Save to Pinterest There's something about summer that makes you want to eat vegetables like they're going out of style. I was standing in my kitchen one afternoon, zucchini from the farmers market piled on the counter, when I realized I'd been making the same roasted sides for weeks. Then I thought about Caprese—that perfect combo of tomato, mozzarella, and basil—and wondered what would happen if I put it on zucchini instead. Twenty minutes later, I had these little bites that tasted like sunshine and actually made vegetables feel like a celebration.
I made these for a dinner party right when my neighbor's garden was overflowing with basil, and she brought over a bottle of good balsamic to try. We stood in the kitchen tasting them warm off the baking sheet, and something about the combination of creamy cheese, tender zucchini, and that sharp-sweet glaze made everyone pause mid-conversation. That's when I knew they belonged in the regular rotation.
Ingredients
- 2 medium zucchini, sliced into 1/2-inch rounds: Consistency matters here—aim for rounds that are thick enough to hold toppings but thin enough to soften in 8 minutes flat.
- 16 cherry tomatoes, halved: The sweetness of cherry tomatoes is what makes this sing, so pick ones that smell fragrant at room temperature.
- Fresh basil leaves (16 small or torn to fit): Tear them by hand just before assembling to keep the flavor bright.
- 16 small fresh mozzarella balls (bocconcini) or 1 large ball, sliced into 16 pieces: Bocconcini stay creamier and don't bleed liquid like larger pieces sometimes do.
- 2 tbsp extra-virgin olive oil: This is worth splurging on because it's the base note of flavor.
- 1/2 tsp sea salt and 1/4 tsp freshly ground black pepper: Season the zucchini aggressively since it needs to carry the whole dish.
- 2 tbsp balsamic glaze: Real balsamic glaze is worth tracking down—the commercial stuff is sweeter and changes the whole taste.
Instructions
- Get your oven ready and prep the pan:
- Heat to 400°F and line your baking sheet with parchment paper so nothing sticks and cleanup is effortless.
- Oil and season the zucchini:
- Brush both sides of your rounds lightly with olive oil, then sprinkle with salt and pepper—this is where the real seasoning happens, so don't skip it.
- Roast until tender:
- Bake for 8 to 10 minutes until the zucchini is soft enough to cut with a fork but still holds its shape. You'll know it's done when it's golden at the edges.
- Cool and compose:
- Let the rounds rest for a minute so they're not too hot to handle. Layer each one with mozzarella, a basil leaf, and a tomato half, cut side down.
- Finish with the glaze:
- Drizzle balsamic glaze right before serving to keep it from soaking into the zucchini. Serve warm or at room temperature, whichever feels right.
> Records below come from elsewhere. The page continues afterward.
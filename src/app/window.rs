//! Platform-independent window abstraction.
//!
//! The frame loop talks to the windowing system only through [`WindowHost`],
//! which keeps the library free of any particular windowing backend.

use std::time::Duration;

use super::input::Input;

/// How long the loop idles per iteration while the framebuffer is empty.
pub const MINIMIZED_IDLE: Duration = Duration::from_millis(16);

pub trait WindowHost {
    /// Whether the user asked to close the window.
    fn close_requested(&self) -> bool;

    /// Drains pending window events into `input`.
    fn poll_events(&mut self, input: &mut Input);

    /// Current framebuffer size in physical pixels. Zero while minimized.
    fn framebuffer_size(&self) -> (u32, u32);

    /// Called instead of rendering while the framebuffer is empty. Hosts
    /// that can block on their event queue should do so here.
    fn wait_while_minimized(&mut self) {
        std::thread::sleep(MINIMIZED_IDLE);
    }
}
Save to Pinterest My daughter brought a friend over after school one day, and these were sitting on the counter. The friend ate four of them without asking what they were, which felt like the highest compliment a zucchini could get. Sometimes the simplest things turn into the moments people remember.
Why Zucchini Works Here
Zucchini is usually the vegetable people tolerate rather than celebrate, but when you roast it, something happens—it develops edges that caramelize and a texture that actually has substance. It becomes a real platform for toppings instead of just filler. The mild flavor also means the mozzarella, tomato, and basil shine without competing with anything.
Making This Your Own
The beauty of this recipe is how flexible it is without ever breaking the Caprese spirit. Rub a cut garlic clove over the zucchini before baking if you want a whisper of garlic in the background. Some people use a thick balsamic reduction instead of glaze, which gives you more control over sweetness. If you're dairy-free, good vegan mozzarella melts beautifully and no one will know the difference.
Serving and Pairing Ideas
These work as an appetizer before a pasta dinner, or you can make them bigger and call it a light lunch. They pair perfectly with crisp Pinot Grigio if you're looking for wine, or cold sparkling water with lemon if you're not. They're best served warm, when the cheese is still soft, but honestly they're delicious at room temperature too if you're prepping ahead.
- Make them a few hours early and reheat gently in a 300°F oven for 3 minutes to soften the cheese again.
- If you're serving a crowd, arrange them on a platter with the glaze drizzled just before guests arrive.
- These freeze surprisingly well before baking—pop them straight from freezer to oven if you need an emergency appetizer.
Save to Pinterest These little bites are proof that healthy food doesn't have to taste like you're punishing yourself. Keep making them until zucchini season ends, then dream about making them again next year.